3. The attempt at a solution

My prof says we need to use (a) to derive (b). It seems like it'd be easier a different way, but whatever. My strategy has been to show that $(E')^2-(p')^2c^2=m^2c^4$, which would complete the derivation.

I tried playing around with some algebra and got $(E')^2=\frac{m^2c^4(c^2-uv)^2}{(c^2-u^2)(c^2-v^2)}$ and $(p')^2=\frac{m^2(u-v)^2}{(1-\frac{uv}{c^2})^2(c^2-u^2)(c^2-v^2)}$

I got a little overwhelmed with the algebra at this point. I'd like to know if this is right so far, at least, before trying anything else.

2. Oct 5, 2014

### vela

Staff Emeritus
For part (a), you should be able to show that
\begin{eqnarray*}
E' &= \gamma(E - \beta pc) \\
p'c &= \gamma(pc - \beta E)
\end{eqnarray*} where $\beta = v/c$ and $\gamma = 1/\sqrt{1-\beta^2}$.

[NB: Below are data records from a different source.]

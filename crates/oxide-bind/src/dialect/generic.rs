//! Generic SQL dialect.

use chrono::{NaiveDate, NaiveDateTime, NaiveTime};

use super::{join_bound, Dialect};
use crate::value::SqlValue;

/// A generic SQL dialect using ANSI SQL standards.
#[derive(Debug, Default, Clone, Copy)]
pub struct GenericDialect;

impl GenericDialect {
    /// Creates a new generic dialect.
    #[must_use]
    pub const fn new() -> Self {
        Self
    }
}

impl Dialect for GenericDialect {
    fn name(&self) -> &'static str {
        "generic"
    }

    fn bind_date(&self, date: &NaiveDate) -> String {
        format!("DATE '{}'", date.format("%Y-%m-%d"))
    }

    fn bind_time(&self, time: &NaiveTime) -> String {
        format!("TIME '{}'", time.format("%H:%M:%S"))
    }

    fn bind_timestamp(&self, ts: &NaiveDateTime) -> String {
        format!("TIMESTAMP '{}'", ts.format("%Y-%m-%d %H:%M:%S%.3f"))
    }

    fn bind_array(&self, values: &[SqlValue], limit: usize) -> String {
        format!("ARRAY[{}]", join_bound(self, values, limit))
    }
}

#[cfg(test)]
mod tests {
    use super::*;

    #[test]
    fn test_generic_dialect() {
        let dialect = GenericDialect::new();
        assert_eq!(dialect.name(), "generic");
        assert_eq!(dialect.identifier_quote(), '"');
        assert_eq!(dialect.placeholder(3), "?");
        assert!(!dialect.supports_array_based_in());
        assert!(!dialect.supports_allocate_ids());
        assert_eq!(dialect.allocate_ids(5, "seq", "id"), None);
    }

    #[test]
    fn test_generic_temporal_literals() {
        let dialect = GenericDialect::new();
        let date = NaiveDate::from_ymd_opt(2015, 3, 1).unwrap();
        let ts = date.and_hms_milli_opt(10, 30, 0, 250).unwrap();
        assert_eq!(dialect.bind(&SqlValue::Date(date), 10), "DATE '2015-03-01'");
        assert_eq!(
            dialect.bind(&SqlValue::Time(ts.time()), 10),
            "TIME '10:30:00'"
        );
        assert_eq!(
            dialect.bind(&SqlValue::Timestamp(ts), 10),
            "TIMESTAMP '2015-03-01 10:30:00.250'"
        );
    }

    #[test]
    fn test_generic_blob_is_hex() {
        let dialect = GenericDialect::new();
        assert_eq!(
            dialect.bind(&SqlValue::Blob(vec![0x48, 0x45, 0x4C, 0x4C, 0x4F]), 100),
            "X'48454C4C4F'"
        );
        assert_eq!(dialect.bind(&SqlValue::Blob(vec![0x48, 0x45, 0x4C]), 1), "X'48'");
    }

    #[test]
    fn test_generic_array_literal() {
        let dialect = GenericDialect::new();
        let value = SqlValue::Array(vec![SqlValue::Int(1), SqlValue::Null]);
        assert_eq!(dialect.bind(&value, 10), "ARRAY[1, null]");
    }
}
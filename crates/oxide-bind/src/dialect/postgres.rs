//! PostgreSQL dialect.

use base64::engine::general_purpose::STANDARD;
use base64::Engine;

use super::Dialect;

/// PostgreSQL dialect: `$n` placeholders, native arrays and sequences.
#[derive(Debug, Default, Clone, Copy)]
pub struct PostgresDialect;

impl PostgresDialect {
    /// Creates a new PostgreSQL dialect.
    #[must_use]
    pub const fn new() -> Self {
        Self
    }
}

impl Dialect for PostgresDialect {
    fn name(&self) -> &'static str {
        "postgresql"
    }

    fn placeholder(&self, position: usize) -> String {
        format!("${position}")
    }

    fn bind_bytes(&self, bytes: &[u8]) -> String {
        format!("decode('{}','base64')", STANDARD.encode(bytes))
    }

    fn supports_array_based_in(&self) -> bool {
        true
    }

    fn supports_allocate_ids(&self) -> bool {
        true
    }

    fn allocate_ids(&self, count: usize, sequence: &str, column: &str) -> Option<String> {
        Some(format!(
            "select nextval('{sequence}') as {column} from generate_series(1, {count})"
        ))
    }

    fn supports_fetching_generated_keys_by_name(&self) -> bool {
        true
    }
}
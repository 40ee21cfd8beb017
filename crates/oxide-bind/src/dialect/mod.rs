//! SQL Dialect support.
//!
//! Different databases format literals, placeholders and identifiers
//! differently, and only some of them can bind a collection as a single array
//! parameter. A dialect is a stateless strategy: construct it once and share it.

mod generic;
mod mysql;
mod postgres;
mod sqlite;

use chrono::{NaiveDate, NaiveDateTime, NaiveTime};

pub use generic::GenericDialect;
pub use mysql::MysqlDialect;
pub use postgres::PostgresDialect;
pub use sqlite::SqliteDialect;

use crate::value::SqlValue;

/// Trait for SQL dialect-specific behavior.
pub trait Dialect: Send + Sync {
    /// Returns the name of the dialect.
    fn name(&self) -> &'static str;

    /// Returns the identifier quote character (e.g., `"` for standard SQL, `` ` `` for MySQL).
    fn identifier_quote(&self) -> char {
        '"'
    }

    /// Quotes an identifier, doubling any embedded quote character.
    fn quote_identifier(&self, name: &str) -> String {
        let quote = self.identifier_quote();
        let mut quoted = String::with_capacity(name.len() + 2);
        quoted.push(quote);
        for c in name.chars() {
            if c == quote {
                quoted.push(quote);
            }
            quoted.push(c);
        }
        quoted.push(quote);
        quoted
    }

    /// Returns the positional placeholder for the 1-based bind `position`.
    fn placeholder(&self, _position: usize) -> String {
        String::from("?")
    }

    /// Renders `value` as a SQL literal.
    ///
    /// Strings and byte sequences are truncated to `limit` (characters and
    /// bytes respectively) before they are escaped or encoded.
    fn bind(&self, value: &SqlValue, limit: usize) -> String {
        match value {
            SqlValue::Null => String::from("null"),
            SqlValue::Bool(b) => self.bind_bool(*b),
            SqlValue::Int(n) => n.to_string(),
            SqlValue::Float(f) => f.to_string(),
            SqlValue::Text(s) => escape_single_quoted(truncate_chars(s, limit)),
            SqlValue::Blob(bytes) => self.bind_bytes(truncate_bytes(bytes, limit)),
            SqlValue::Date(date) => self.bind_date(date),
            SqlValue::Time(time) => self.bind_time(time),
            SqlValue::Timestamp(ts) => self.bind_timestamp(ts),
            SqlValue::Array(values) => self.bind_array(values, limit),
        }
    }

    /// Boolean literal.
    fn bind_bool(&self, value: bool) -> String {
        value.to_string()
    }

    /// Literal for already truncated bytes.
    fn bind_bytes(&self, bytes: &[u8]) -> String {
        format!("X'{}'", hex(bytes))
    }

    /// Date literal.
    fn bind_date(&self, date: &NaiveDate) -> String {
        format!("'{}'", date.format("%Y-%m-%d"))
    }

    /// Time literal.
    fn bind_time(&self, time: &NaiveTime) -> String {
        format!("'{}'", time.format("%H:%M:%S"))
    }

    /// Timestamp literal.
    fn bind_timestamp(&self, ts: &NaiveDateTime) -> String {
        format!("'{}'", ts.format("%Y-%m-%d %H:%M:%S%.3f"))
    }

    /// Array literal; each element is bound with the same limit.
    fn bind_array(&self, values: &[SqlValue], limit: usize) -> String {
        format!("array[{}]", join_bound(self, values, limit))
    }

    /// Returns whether collections may be bound as a single native array.
    fn supports_array_based_in(&self) -> bool {
        false
    }

    /// The fragment replacing `in (<placeholder>)` when arrays are supported.
    fn array_based_in(&self, placeholder: &str) -> String {
        format!("= any({placeholder})")
    }

    /// The fragment replacing `not in (<placeholder>)` when arrays are supported.
    fn array_based_not_in(&self, placeholder: &str) -> String {
        format!("<> all({placeholder})")
    }

    /// Replaces the placeholder list of an empty collection. Must select no
    /// rows inside `in (...)`.
    fn empty_in_list(&self) -> &'static str {
        "select null where 1 = 0"
    }

    /// Returns whether a batch of sequence values can be fetched in one query.
    fn supports_allocate_ids(&self) -> bool {
        false
    }

    /// SQL allocating `count` ids from `sequence`, returned under `column`.
    fn allocate_ids(&self, _count: usize, _sequence: &str, _column: &str) -> Option<String> {
        None
    }

    /// Returns whether generated keys can be fetched by column name.
    fn supports_fetching_generated_keys_by_name(&self) -> bool {
        false
    }
}

/// Wraps `value` in single quotes, doubling embedded quotes.
#[must_use]
pub fn escape_single_quoted(value: &str) -> String {
    format!("'{}'", value.replace('\'', "''"))
}

/// Returns at most the first `limit` characters of `value`.
#[must_use]
pub fn truncate_chars(value: &str, limit: usize) -> &str {
    match value.char_indices().nth(limit) {
        Some((idx, _)) => &value[..idx],
        None => value,
    }
}

/// Returns at most the first `limit` bytes of `bytes`.
#[must_use]
pub fn truncate_bytes(bytes: &[u8], limit: usize) -> &[u8] {
    &bytes[..bytes.len().min(limit)]
}

fn hex(bytes: &[u8]) -> String {
    bytes.iter().map(|byte| format!("{byte:02X}")).collect()
}

fn join_bound<D: Dialect + ?Sized>(dialect: &D, values: &[SqlValue], limit: usize) -> String {
    values
        .iter()
        .map(|v| dialect.bind(v, limit))
        .collect::<Vec<_>>()
        .join(", ")
}
//! Statement execution against a SQLite pool.

use std::fmt;
use std::sync::Arc;

use futures::TryStreamExt;
use oxide_bind::{expand, Binder, Dialect, Params, SqlValue, SqliteDialect, Statement};
use serde::Deserialize;
use sqlx::query::Query;
use sqlx::sqlite::{SqliteArguments, SqlitePool, SqliteRow};
use sqlx::Sqlite;
use tracing::debug;

use crate::error::{MapperError, Result};

/// Session settings.
///
/// ```rust
/// use oxide_mapper::SessionConfig;
///
/// let config: SessionConfig = serde_json::from_str(r#"{"log_limit": 40}"#).unwrap();
/// assert!(config.log_statements);
/// assert_eq!(config.log_limit, 40);
/// ```
#[derive(Debug, Clone, PartialEq, Eq, Deserialize)]
#[serde(default)]
pub struct SessionConfig {
    /// Log each statement with its parameters inlined.
    pub log_statements: bool,
    /// Maximum characters or bytes of a logged value.
    pub log_limit: usize,
}

impl Default for SessionConfig {
    fn default() -> Self {
        Self {
            log_statements: true,
            log_limit: Binder::DEFAULT_LIMIT,
        }
    }
}

/// Executes named-parameter statements.
///
/// Templates are expanded with the SQLite dialect and every argument is
/// bound natively; literals are only inlined for logging.
#[derive(Clone)]
pub struct Session {
    pool: SqlitePool,
    dialect: Arc<dyn Dialect>,
    config: SessionConfig,
}

impl Session {
    /// Creates a session with default settings.
    #[must_use]
    pub fn new(pool: SqlitePool) -> Self {
        Self::with_config(pool, SessionConfig::default())
    }

    /// Creates a session with `config`.
    #[must_use]
    pub fn with_config(pool: SqlitePool, config: SessionConfig) -> Self {
        Self {
            pool,
            dialect: Arc::new(SqliteDialect::new()),
            config,
        }
    }

    /// The underlying pool.
    #[must_use]
    pub const fn pool(&self) -> &SqlitePool {
        &self.pool
    }

    /// The dialect templates are expanded with.
    #[must_use]
    pub fn dialect(&self) -> &dyn Dialect {
        self.dialect.as_ref()
    }

    /// The session settings.
    #[must_use]
    pub const fn config(&self) -> &SessionConfig {
        &self.config
    }

    /// Runs a query and maps every row.
    ///
    /// # Errors
    ///
    /// Returns [`MapperError::Bind`] before touching the database if a
    /// parameter is missing, [`MapperError::Database`] if execution fails,
    /// or the mapper's error.
    pub async fn select<T, F>(&self, sql: &str, params: &Params, mapper: F) -> Result<Vec<T>>
    where
        F: Fn(&SqliteRow) -> Result<T>,
    {
        let statement = self.prepare(sql, params)?;
        let rows = bind_all(&statement)?.fetch_all(&self.pool).await?;
        rows.iter().map(mapper).collect()
    }

    /// Runs a query expected to return at most one row.
    ///
    /// # Errors
    ///
    /// As [`select`](Self::select).
    pub async fn select_optional<T, F>(
        &self,
        sql: &str,
        params: &Params,
        mapper: F,
    ) -> Result<Option<T>>
    where
        F: Fn(&SqliteRow) -> Result<T>,
    {
        let statement = self.prepare(sql, params)?;
        let row = bind_all(&statement)?
            .fetch_optional(&self.pool)
            .await?;
        row.as_ref().map(mapper).transpose()
    }

    /// Streams the rows of a query into `f`, returning the number of rows.
    ///
    /// # Errors
    ///
    /// As [`select`](Self::select); stops at the first error from `f`.
    pub async fn for_each<F>(&self, sql: &str, params: &Params, mut f: F) -> Result<u64>
    where
        F: FnMut(&SqliteRow) -> Result<()>,
    {
        let statement = self.prepare(sql, params)?;
        let query = bind_all(&statement)?;
        let mut rows = query.fetch(&self.pool);
        let mut count = 0;
        while let Some(row) = rows.try_next().await? {
            f(&row)?;
            count += 1;
        }
        Ok(count)
    }

    /// Runs a statement and returns the number of affected rows.
    ///
    /// # Errors
    ///
    /// As [`select`](Self::select).
    pub async fn update(&self, sql: &str, params: &Params) -> Result<u64> {
        let statement = self.prepare(sql, params)?;
        let result = bind_all(&statement)?.execute(&self.pool).await?;
        Ok(result.rows_affected())
    }

    fn prepare(&self, sql: &str, params: &Params) -> Result<Statement> {
        let statement = expand(self.dialect.as_ref(), sql, params)?;
        if self.config.log_statements {
            let binder = Binder::new(self.dialect.as_ref(), self.config.log_limit);
            debug!(
                sql = %binder.render_sql(sql, params),
                args = statement.args.len(),
                "executing statement"
            );
        }
        Ok(statement)
    }
}

impl fmt::Debug for Session {
    fn fmt(&self, f: &mut fmt::Formatter<'_>) -> fmt::Result {
        f.debug_struct("Session")
            .field("dialect", &self.dialect.name())
            .field("config", &self.config)
            .finish_non_exhaustive()
    }
}

type SqliteQuery<'q> = Query<'q, Sqlite, SqliteArguments<'q>>;

fn bind_all(statement: &Statement) -> Result<SqliteQuery<'_>> {
    statement
        .values()
        .try_fold(sqlx::query(&statement.sql), bind_value)
}

fn bind_value<'q>(query: SqliteQuery<'q>, value: &SqlValue) -> Result<SqliteQuery<'q>> {
    let query = match value {
        SqlValue::Null => query.bind(Option::<i64>::None),
        SqlValue::Bool(b) => query.bind(*b),
        SqlValue::Int(i) => query.bind(*i),
        SqlValue::Float(f) => query.bind(*f),
        SqlValue::Text(s) => query.bind(s.clone()),
        SqlValue::Blob(b) => query.bind(b.clone()),
        SqlValue::Date(d) => query.bind(*d),
        SqlValue::Time(t) => query.bind(*t),
        SqlValue::Timestamp(ts) => query.bind(*ts),
        SqlValue::Array(_) => return Err(MapperError::UnsupportedBind("array")),
    };
    Ok(query)
}

#[cfg(test)]
mod tests {
    use super::*;

    #[test]
    fn test_config_defaults() {
        let config = SessionConfig::default();
        assert!(config.log_statements);
        assert_eq!(config.log_limit, 1000);

        let config: SessionConfig =
            serde_json::from_str(r#"{"log_statements": false}"#).unwrap();
        assert!(!config.log_statements);
        assert_eq!(config.log_limit, 1000);
    }

    #[test]
    fn test_arrays_are_not_bound() {
        let statement = Statement {
            sql: String::from("select ?"),
            args: vec![oxide_bind::BindArgument {
                name: String::from("ids"),
                value: SqlValue::Array(vec![SqlValue::Int(1)]),
            }],
        };
        assert!(matches!(
            bind_all(&statement),
            Err(MapperError::UnsupportedBind("array"))
        ));
    }
}
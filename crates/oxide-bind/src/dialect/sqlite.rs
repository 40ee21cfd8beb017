//! SQLite dialect implementation.

use super::{join_bound, Dialect};
use crate::value::SqlValue;

/// SQLite dialect.
#[derive(Debug, Default, Clone, Copy)]
pub struct SqliteDialect;

impl SqliteDialect {
    /// Creates a new SQLite dialect.
    #[must_use]
    pub const fn new() -> Self {
        Self
    }
}

impl Dialect for SqliteDialect {
    fn name(&self) -> &'static str {
        "sqlite"
    }

    fn identifier_quote(&self) -> char {
        '"' // SQLite also accepts backticks, but double quotes are standard
    }

    fn bind_bool(&self, value: bool) -> String {
        String::from(if value { "1" } else { "0" })
    }

    // No array type; render as a plain list for logs.
    fn bind_array(&self, values: &[SqlValue], limit: usize) -> String {
        format!("({})", join_bound(self, values, limit))
    }
}

#[cfg(test)]
mod tests {
    use super::*;

    #[test]
    fn test_sqlite_dialect() {
        let dialect = SqliteDialect::new();
        assert_eq!(dialect.name(), "sqlite");
        assert_eq!(dialect.identifier_quote(), '"');
        assert_eq!(dialect.placeholder(2), "?");
        assert!(!dialect.supports_array_based_in());
        assert!(!dialect.supports_allocate_ids());
        assert_eq!(dialect.empty_in_list(), "select null where 1 = 0");
    }

    #[test]
    fn test_sqlite_literals() {
        let dialect = SqliteDialect::new();
        assert_eq!(dialect.bind(&SqlValue::Bool(true), 10), "1");
        assert_eq!(dialect.bind(&SqlValue::Bool(false), 10), "0");
        assert_eq!(dialect.bind(&SqlValue::Blob(vec![0xAB, 0x01]), 10), "X'AB01'");
        assert_eq!(
            dialect.bind(
                &SqlValue::Array(vec![SqlValue::Int(1), SqlValue::Int(2)]),
                10
            ),
            "(1, 2)"
        );
    }
}
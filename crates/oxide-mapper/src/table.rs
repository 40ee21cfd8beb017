//! Tables: ordered column lists and entity construction.

use std::collections::HashMap;
use std::fmt;
use std::sync::Arc;

use tracing::trace;

use crate::column::{Column, ColumnDef, ColumnSpec, ColumnValue, Definition};
use crate::converter::Converter;
use crate::error::{MapperError, Result};
use crate::registry::{ConverterRegistry, Declared};
use crate::row::Row;
use crate::value::ValueHolder;

/// The immutable, ordered column list of a table.
pub struct Columns<E> {
    table: String,
    defs: Vec<Box<dyn ColumnDef<E>>>,
}

impl<E> Columns<E> {
    /// The table name.
    #[must_use]
    pub fn table(&self) -> &str {
        &self.table
    }

    /// Column names in declaration order.
    #[must_use]
    pub fn names(&self) -> impl Iterator<Item = &str> {
        self.defs.iter().map(|def| def.name())
    }

    /// Names of the identity columns in declaration order.
    #[must_use]
    pub fn id_names(&self) -> impl Iterator<Item = &str> {
        self.defs
            .iter()
            .filter(|def| def.is_id())
            .map(|def| def.name())
    }

    /// Number of declared columns.
    #[must_use]
    pub fn len(&self) -> usize {
        self.defs.len()
    }

    /// Whether no column is declared.
    #[must_use]
    pub fn is_empty(&self) -> bool {
        self.defs.is_empty()
    }

    pub(crate) fn defs(&self) -> &[Box<dyn ColumnDef<E>>] {
        &self.defs
    }
}

impl<E> fmt::Debug for Columns<E> {
    fn fmt(&self, f: &mut fmt::Formatter<'_>) -> fmt::Result {
        f.debug_struct("Columns")
            .field("table", &self.table)
            .field("columns", &self.names().collect::<Vec<_>>())
            .finish()
    }
}

/// Appends column declarations to a table's column list.
///
/// Converters are resolved when a column is declared, so an unregistered
/// type fails here rather than on the first read.
pub struct ColumnsBuilder<'r, E> {
    table: String,
    registry: &'r ConverterRegistry,
    defs: Vec<Box<dyn ColumnDef<E>>>,
}

impl<'r, E: 'static> ColumnsBuilder<'r, E> {
    /// Starts the column list of `table`.
    #[must_use]
    pub fn new(table: impl Into<String>, registry: &'r ConverterRegistry) -> Self {
        Self {
            table: table.into(),
            registry,
            defs: Vec::new(),
        }
    }

    /// Declares a column of a registered type.
    ///
    /// Without an explicit converter one is inferred from the registry.
    /// Without an explicit default the type's fallback is used.
    ///
    /// # Errors
    ///
    /// Returns [`MapperError::ConverterNotRegistered`] naming the column if
    /// no converter is known, or [`MapperError::DuplicateColumn`].
    pub fn col<V>(&mut self, spec: ColumnSpec<E, V>) -> Result<Column<E, V>>
    where
        V: Declared + Clone + Send + Sync,
    {
        let converter = match spec.converter.clone() {
            Some(converter) => converter,
            None => V::infer(self.registry).map_err(|e| match e {
                MapperError::ConverterNotRegistered { descriptor, .. } => {
                    MapperError::ConverterNotRegistered {
                        descriptor,
                        column: Some(spec.name.clone()),
                    }
                }
                other => other,
            })?,
        };
        let default = spec.default.clone().or_else(V::fallback);
        self.push(spec, converter, default)
    }

    /// Declares a column of a type the registry does not know about.
    ///
    /// # Errors
    ///
    /// Returns [`MapperError::MissingConverter`] if the declaration has no
    /// converter, or [`MapperError::DuplicateColumn`].
    pub fn custom<V>(&mut self, spec: ColumnSpec<E, V>) -> Result<Column<E, V>>
    where
        V: Clone + Send + Sync + 'static,
    {
        let converter = spec
            .converter
            .clone()
            .ok_or_else(|| MapperError::MissingConverter {
                column: spec.name.clone(),
            })?;
        let default = spec.default.clone();
        self.push(spec, converter, default)
    }

    fn push<V>(
        &mut self,
        spec: ColumnSpec<E, V>,
        converter: Arc<dyn Converter<V>>,
        default: Option<V>,
    ) -> Result<Column<E, V>>
    where
        V: Clone + Send + Sync + 'static,
    {
        if self.defs.iter().any(|def| def.name() == spec.name) {
            return Err(MapperError::DuplicateColumn {
                table: self.table.clone(),
                column: spec.name,
            });
        }
        let column = Column::new(
            spec.name,
            self.defs.len(),
            spec.id,
            spec.accessor,
            converter,
        );
        self.defs.push(Box::new(Definition {
            column: column.clone(),
            default,
            map_converter: spec.map_converter,
        }));
        Ok(column)
    }

    /// Finishes the column list.
    #[must_use]
    pub fn build(self) -> Columns<E> {
        trace!(table = %self.table, columns = self.defs.len(), "declared table");
        Columns {
            table: self.table,
            defs: self.defs,
        }
    }
}

/// Maps rows of one table to entities of type `Entity`.
///
/// Implementors declare their columns once and provide the identity
/// predicate and the constructor; reading rows, encoding entities and plain
/// map decoding are provided.
///
/// ```rust
/// use oxide_mapper::{
///     col, Column, Columns, ColumnsBuilder, ColumnValue, ConverterRegistry, Result,
///     SqlValue, Table, ValueHolder,
/// };
/// use std::collections::HashMap;
///
/// #[derive(Debug, PartialEq)]
/// struct Language {
///     id: i64,
///     name: String,
/// }
///
/// struct LanguageTable {
///     columns: Columns<Language>,
///     id: Column<Language, i64>,
///     name: Column<Language, String>,
/// }
///
/// impl LanguageTable {
///     fn new(registry: &ConverterRegistry) -> Result<Self> {
///         let mut builder = ColumnsBuilder::new("language", registry);
///         let id = builder.col(col("language_id", |l: &Language| l.id).id())?;
///         let name = builder.col(col("name", |l: &Language| l.name.clone()))?;
///         Ok(Self { columns: builder.build(), id, name })
///     }
/// }
///
/// impl Table for LanguageTable {
///     type Entity = Language;
///     type Id = i64;
///
///     fn columns(&self) -> &Columns<Language> {
///         &self.columns
///     }
///
///     fn id_columns(&self, id: &i64) -> Vec<ColumnValue> {
///         vec![self.id.of(id)]
///     }
///
///     fn create(&self, values: &ValueHolder<Language>) -> Result<Language> {
///         Ok(Language {
///             id: values.of(&self.id)?,
///             name: values.of(&self.name)?,
///         })
///     }
/// }
///
/// let table = LanguageTable::new(&ConverterRegistry::default()).unwrap();
/// let row = HashMap::from([
///     (String::from("language_id"), SqlValue::Int(1)),
///     (String::from("name"), SqlValue::Text(String::from("English"))),
/// ]);
/// let language = table.read(&row).unwrap();
/// assert_eq!(language, Language { id: 1, name: String::from("English") });
/// ```
pub trait Table: Send + Sync {
    /// The mapped entity.
    type Entity: 'static;

    /// The identity of an entity; a tuple for composite keys.
    type Id;

    /// The declared columns.
    fn columns(&self) -> &Columns<Self::Entity>;

    /// Equality pairs selecting the row with identity `id`.
    fn id_columns(&self, id: &Self::Id) -> Vec<ColumnValue>;

    /// Builds an entity from resolved column values.
    ///
    /// # Errors
    ///
    /// Returns an error if a value is missing.
    fn create(&self, values: &ValueHolder<Self::Entity>) -> Result<Self::Entity>;

    /// The table name.
    fn name(&self) -> &str {
        self.columns().table()
    }

    /// Calls [`create`](Self::create) once every column has a value.
    ///
    /// # Errors
    ///
    /// Returns [`MapperError::MissingValue`] naming the first column without
    /// a value.
    fn construct(&self, values: &ValueHolder<Self::Entity>) -> Result<Self::Entity> {
        values.ensure_complete()?;
        self.create(values)
    }

    /// Maps a row to an entity, matching columns by name.
    ///
    /// # Errors
    ///
    /// Returns [`MapperError::MissingColumn`] if the row lacks a column and
    /// [`MapperError::Convert`] if a cell cannot be decoded.
    fn read<R: Row + ?Sized>(&self, row: &R) -> Result<Self::Entity> {
        let columns = self.columns();
        let mut values = ValueHolder::new(columns);
        for (index, def) in columns.defs().iter().enumerate() {
            let cell = row.cell(def.name())?;
            let value = def.read(&cell).map_err(|source| MapperError::Convert {
                column: def.name().to_string(),
                source,
            })?;
            values.put(index, value);
        }
        self.construct(&values)
    }

    /// Encodes every column of `entity` in declaration order.
    fn values(&self, entity: &Self::Entity) -> Vec<ColumnValue> {
        self.columns()
            .defs()
            .iter()
            .map(|def| ColumnValue {
                column: def.name().to_string(),
                value: def.encode(entity),
                id: def.is_id(),
            })
            .collect()
    }

    /// Builds an entity from column defaults.
    ///
    /// # Errors
    ///
    /// Returns [`MapperError::MissingValue`] for a column without a default.
    fn default_entity(&self) -> Result<Self::Entity> {
        let columns = self.columns();
        let mut values = ValueHolder::new(columns);
        for (index, def) in columns.defs().iter().enumerate() {
            if let Some(value) = def.default_slot() {
                values.put(index, value);
            }
        }
        self.construct(&values)
    }

    /// Returns a function building entities from plain string maps.
    ///
    /// Each column is parsed with its map converter, or with its row
    /// converter when it has none. A key missing from the map takes the
    /// column default.
    fn map_mapper(&self) -> Box<dyn Fn(&HashMap<String, String>) -> Result<Self::Entity> + '_> {
        Box::new(move |map: &HashMap<String, String>| {
            let columns = self.columns();
            let mut values = ValueHolder::new(columns);
            for (index, def) in columns.defs().iter().enumerate() {
                let value = match map.get(def.name()) {
                    Some(text) => Some(def.parse(text).map_err(|source| {
                        MapperError::Convert {
                            column: def.name().to_string(),
                            source,
                        }
                    })?),
                    None => def.default_slot(),
                };
                if let Some(value) = value {
                    values.put(index, value);
                }
            }
            self.construct(&values)
        })
    }
}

Your expression for $E'^2$ looks okay. Divide both the numerator and denominator by $c^4$ and take the square root. You should be able to show the first equation above. Just make sure you keep track of the three $\gamma$'s you have in this problem.

Last edited: Oct 6, 2014
3. Oct 6, 2014

### Rubber Ducky

Thanks very much for the help. It worked like a charm - the last part of the derivation that I ended up using was pretty neat. My only worry is that my prof will wonder how I thought to express $E'$ and $cp'$ in that way.

4. Oct 6, 2014

### vela

Staff Emeritus
Look up the Lorentz transformation. You might already be familiar with it applied to x and t. It applies to all four-vectors.

5. Oct 6, 2014

### Rubber Ducky

Interesting - we've covered the Lorentz transformation, but not four-vectors. My class gives a brief overview of SR, but maybe I'll see it in future.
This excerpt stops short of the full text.